The outbreak of coronavirus disease 2019 (COVID-19) has caused tremendous loss to human life and economic decline in China and worldwide. It has significantly reduced gross domestic product (GDP), power generation, industrial activity and transport volume; thus, it has reduced fossil-related and cement-induced carbon dioxide (CO) emissions in China. Due to time delays in obtaining activity data, traditional emissions inventories generally involve a 2-3-year lag. However, a timely assessment of COVID-19's impact on provincial CO emission reductions is crucial for accurately understanding the reduction and its implications for mitigation measures; furthermore, this information can provide constraints for modeling studies. Here, we used national and provincial GDP data and the China Emission Accounts and Datasets (CEADs) inventory to estimate the emission reductions in the first quarter (Q1) of 2020. We find a reduction of 257.7 Mt. CO (11.0%) over Q1 2019. The secondary industry contributed 186.8 Mt. CO (72.5%) to the total reduction, largely due to lower coal consumption and cement production. At the provincial level, Hubei contributed the most to the reductions (40.6 Mt) due to a notable decrease of 48.2% in the secondary industry. Moreover, transportation significantly contributed (65.1 Mt), with a change of -22.3% in freight transport and -59.1% in passenger transport compared with Q1 2019. We used a point, line and area sources (PLAS) method to test the GDP method, producing a close estimate (reduction of 10.6%). One policy implication is a change in people's working style and communication methods, realized by working from home and holding teleconferences, to reduce traffic emissions. Moreover, GDP is found to have potential merit in estimating emission changes when detailed energy activity data are unavailable.

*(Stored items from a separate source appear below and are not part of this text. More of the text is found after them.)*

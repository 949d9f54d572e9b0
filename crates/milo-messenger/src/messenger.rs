use indexmap::IndexMap;
use std::cell::{Cell, RefCell};
use std::rc::{Rc, Weak};
use tracing::debug;

use crate::message::{MessagePattern, Messages};
use crate::scheduler::{default_scheduler, Scheduler};
use crate::source::MessageSource;
use crate::subscriber::{Completion, Delivery, Subscriber, SubscriberOptions};

struct Registration<D> {
    subscriber: Subscriber<D>,
    options: SubscriberOptions,
    remaining: Rc<Cell<Option<usize>>>,
}

impl<D> Clone for Registration<D> {
    fn clone(&self) -> Self {
        Self {
            subscriber: self.subscriber.clone(),
            options: self.options,
            remaining: self.remaining.clone(),
        }
    }
}

impl<D> Registration<D> {
    /// Account for one delivery. Returns false when the limit was already
    /// used up by an earlier dispatch.
    fn take(&self) -> bool {
        match self.remaining.get() {
            None => true,
            Some(0) => false,
            Some(n) => {
                self.remaining.set(Some(n - 1));
                true
            }
        }
    }

    fn is_exhausted(&self) -> bool {
        self.remaining.get() == Some(0)
    }
}

struct PatternEntry<D> {
    pattern: MessagePattern,
    subscribers: Vec<Registration<D>>,
}

struct Tables<D> {
    messages: IndexMap<String, Vec<Registration<D>>>,
    patterns: IndexMap<String, PatternEntry<D>>,
}

impl<D> Default for Tables<D> {
    fn default() -> Self {
        Self {
            messages: IndexMap::new(),
            patterns: IndexMap::new(),
        }
    }
}

struct Inner<D> {
    tables: RefCell<Tables<D>>,
    source: RefCell<Option<Rc<dyn MessageSource>>>,
    scheduler: Rc<dyn Scheduler>,
}

/// Publish/subscribe dispatcher.
///
/// `Messenger` is a cheap handle; clones share the same subscription tables.
/// Subscribers receive a [`Delivery`] borrowing the dispatched message and
/// data. The messenger never holds a borrow of its tables while it calls a
/// subscriber or its source, so both may subscribe, unsubscribe or dispatch
/// re-entrantly.
pub struct Messenger<D: 'static> {
    inner: Rc<Inner<D>>,
}

impl<D> Clone for Messenger<D> {
    fn clone(&self) -> Self {
        Self {
            inner: self.inner.clone(),
        }
    }
}

impl<D: 'static> Default for Messenger<D> {
    fn default() -> Self {
        Self::new(default_scheduler())
    }
}

/// Non-owning handle to a [`Messenger`].
pub struct WeakMessenger<D: 'static> {
    inner: Weak<Inner<D>>,
}

impl<D> Clone for WeakMessenger<D> {
    fn clone(&self) -> Self {
        Self {
            inner: self.inner.clone(),
        }
    }
}

impl<D: 'static> WeakMessenger<D> {
    pub fn upgrade(&self) -> Option<Messenger<D>> {
        self.inner.upgrade().map(|inner| Messenger { inner })
    }
}
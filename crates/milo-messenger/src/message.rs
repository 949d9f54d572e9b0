use regex::Regex;
use std::fmt;
use std::rc::Rc;

/// A pattern subscription key.
#[derive(Clone)]
pub enum MessagePattern {
    Regex(Regex),
    /// A named predicate. Subscriptions are grouped by `key`.
    Predicate {
        key: String,
        test: Rc<dyn Fn(&str) -> bool>,
    },
}

impl MessagePattern {
    pub fn predicate<F>(key: impl Into<String>, test: F) -> Self
    where
        F: Fn(&str) -> bool + 'static,
    {
        MessagePattern::Predicate {
            key: key.into(),
            test: Rc::new(test),
        }
    }

    pub fn key(&self) -> &str {
        match self {
            MessagePattern::Regex(re) => re.as_str(),
            MessagePattern::Predicate { key, .. } => key,
        }
    }

    pub fn matches(&self, message: &str) -> bool {
        match self {
            MessagePattern::Regex(re) => re.is_match(message),
            MessagePattern::Predicate { test, .. } => test(message),
        }
    }
}

impl fmt::Debug for MessagePattern {
    fn fmt(&self, f: &mut fmt::Formatter<'_>) -> fmt::Result {
        match self {
            MessagePattern::Regex(re) => f.debug_tuple("Regex").field(&re.as_str()).finish(),
            MessagePattern::Predicate { key, .. } => f.debug_tuple("Predicate").field(key).finish(),
        }
    }
}

/// What a subscribe, unsubscribe or dispatch call addresses.
///
/// Strings are split on whitespace and commas, so `"added, removed"` names
/// two messages.
#[derive(Debug, Clone)]
pub enum Messages {
    Names(Vec<String>),
    Pattern(MessagePattern),
}

impl Messages {
    pub fn names<I, S>(names: I) -> Self
    where
        I: IntoIterator<Item = S>,
        S: AsRef<str>,
    {
        Messages::Names(
            names
                .into_iter()
                .flat_map(|name| split_names(name.as_ref()))
                .collect(),
        )
    }
}

/// Split on whitespace and commas, except inside `[...]` and quotes within
/// brackets, so path messages such as `.user["first name"]` stay whole.
fn split_names(names: &str) -> Vec<String> {
    let mut out = Vec::new();
    let mut current = String::new();
    let mut depth = 0usize;
    let mut quote: Option<char> = None;
    let mut escaped = false;
    for c in names.chars() {
        if let Some(q) = quote {
            current.push(c);
            if escaped {
                escaped = false;
            } else if c == '\\' {
                escaped = true;
            } else if c == q {
                quote = None;
            }
            continue;
        }
        match c {
            '"' | '\'' if depth > 0 => {
                quote = Some(c);
                current.push(c);
            }
            '[' => {
                depth += 1;
                current.push(c);
            }
            ']' => {
                depth = depth.saturating_sub(1);
                current.push(c);
            }
            c if depth == 0 && (c.is_whitespace() || c == ',') => {
                if !current.is_empty() {
                    out.push(std::mem::take(&mut current));
                }
            }
            c => current.push(c),
        }
    }
    if !current.is_empty() {
        out.push(current);
    }
    out
}

impl From<&str> for Messages {
    fn from(names: &str) -> Self {
        Messages::Names(split_names(names))
    }
}

impl From<String> for Messages {
    fn from(names: String) -> Self {
        Messages::from(names.as_str())
    }
}

impl From<&String> for Messages {
    fn from(names: &String) -> Self {
        Messages::from(names.as_str())
    }
}

impl From<&[&str]> for Messages {
    fn from(names: &[&str]) -> Self {
        Messages::names(names)
    }
}

impl<const N: usize> From<[&str; N]> for Messages {
    fn from(names: [&str; N]) -> Self {
        Messages::names(names)
    }
}

impl From<Vec<String>> for Messages {
    fn from(names: Vec<String>) -> Self {
        Messages::names(names)
    }
}

impl From<Regex> for Messages {
    fn from(re: Regex) -> Self {
        Messages::Pattern(MessagePattern::Regex(re))
    }
}

impl From<MessagePattern> for Messages {
    fn from(pattern: MessagePattern) -> Self {
        Messages::Pattern(pattern)
    }
}

#[cfg(test)]
mod tests {
    use super::*;

    fn names(messages: Messages) -> Vec<String> {
        match messages {
            Messages::Names(names) => names,
            Messages::Pattern(p) => panic!("expected names, got {p:?}"),
        }
    }

    #[test]
    fn test_split_string() {
        assert_eq!(names("a b,c ,, d".into()), vec!["a", "b", "c", "d"]);
        assert!(names("  ".into()).is_empty());
    }

    #[test]
    fn test_bracketed_keys_are_not_split() {
        assert_eq!(
            names(r#".user["first name"] .tags["a, b"][0],x"#.into()),
            vec![r#".user["first name"]"#, r#".tags["a, b"][0]"#, "x"]
        );
        assert_eq!(names(r#"["say \"hi there\""]"#.into()), vec![r#"["say \"hi there\""]"#]);
    }

    #[test]
    fn test_array_entries_are_split_too() {
        assert_eq!(names(["a b", "c"].into()), vec!["a", "b", "c"]);
    }

    #[test]
    fn test_pattern_key() {
        let re = Regex::new("^change").unwrap();
        let pattern = MessagePattern::Regex(re);
        assert_eq!(pattern.key(), "^change");
        assert!(pattern.matches("changed"));
        assert!(!pattern.matches("unchanged"));

        let even = MessagePattern::predicate("even", |m| m.len() % 2 == 0);
        assert_eq!(even.key(), "even");
        assert!(even.matches("ab"));
    }
}
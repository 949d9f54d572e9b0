use milo_messenger::DeliveryError;

use crate::mode::Endpoint;

pub const TURNED_ON: &str = "turnedon";
pub const TURNED_OFF: &str = "turnedoff";
pub const CHANGE_STARTED: &str = "changestarted";
pub const CHANGE_COMPLETED: &str = "changecompleted";
pub const CHANGE_FAILED: &str = "changefailed";
pub const DESTROYED: &str = "destroyed";

/// Lifecycle events a connector posts on its own messenger.
#[derive(Debug, Clone, PartialEq, Eq)]
pub enum ConnectorEvent {
    TurnedOn,
    TurnedOff,
    ChangeStarted { source: Endpoint, target: Endpoint },
    ChangeCompleted { source: Endpoint, target: Endpoint },
    /// The target rejected a write. The reverse link stays detached.
    ChangeFailed {
        source: Endpoint,
        target: Endpoint,
        error: DeliveryError,
    },
    Destroyed,
}

impl ConnectorEvent {
    pub fn message(&self) -> &'static str {
        match self {
            ConnectorEvent::TurnedOn => TURNED_ON,
            ConnectorEvent::TurnedOff => TURNED_OFF,
            ConnectorEvent::ChangeStarted { .. } => CHANGE_STARTED,
            ConnectorEvent::ChangeCompleted { .. } => CHANGE_COMPLETED,
            ConnectorEvent::ChangeFailed { .. } => CHANGE_FAILED,
            ConnectorEvent::Destroyed => DESTROYED,
        }
    }
}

We provide provincial data that can serve as spatial disaggregation constraints for modeling studies and further support for both the carbon cycle community and policy makers.
2019 年冠状病毒病(COVID-19)的爆发给中国乃至全球的人类生命和经济造成了巨大损失。它显著降低了国内生产总值(GDP)、发电量、工业活动和交通量;因此,它减少了中国与化石燃料和水泥相关的二氧化碳(CO)排放。由于获取活动数据的时间延迟,传统的排放量清单通常存在 2-3 年的滞后。然而,及时评估 COVID-19 对省级 CO 减排的影响对于准确了解减排及其对缓解措施的意义至关重要;此外,这些信息可以为模型研究提供限制。在这里,我们使用国家和省级 GDP 数据以及中国排放账户和数据集(CEADs)清单来估算 2020 年第一季度(Q1)的排放量减少情况。我们发现,与 2019 年第一季度相比,CO 排放量减少了 2577 万吨(11.0%)。第二产业对总减排量的贡献最大,为 1868 万吨 CO(72.5%),主要是由于煤炭消耗和水泥产量下降。在省级层面,由于第二产业下降了 48.2%,湖北省对减排的贡献最大(4060 万吨)。此外,交通排放量显著增加(651 万吨),与 2019 年第一季度相比,货运量减少了 22.3%,客运量减少了 59.1%。我们使用点、线和面积源(PLAS)方法对 GDP 方法进行了测试,结果非常接近(减排 10.6%)。一个政策启示是改变人们的工作方式和沟通方式,通过在家工作和召开电话会议来减少交通排放。此外,在缺乏详细能源活动数据的情况下,GDP 被发现具有估算排放变化的潜力。我们提供了省级数据,可以作为模型研究的空间分解限制,进一步为碳循环社区和政策制定者提供支持。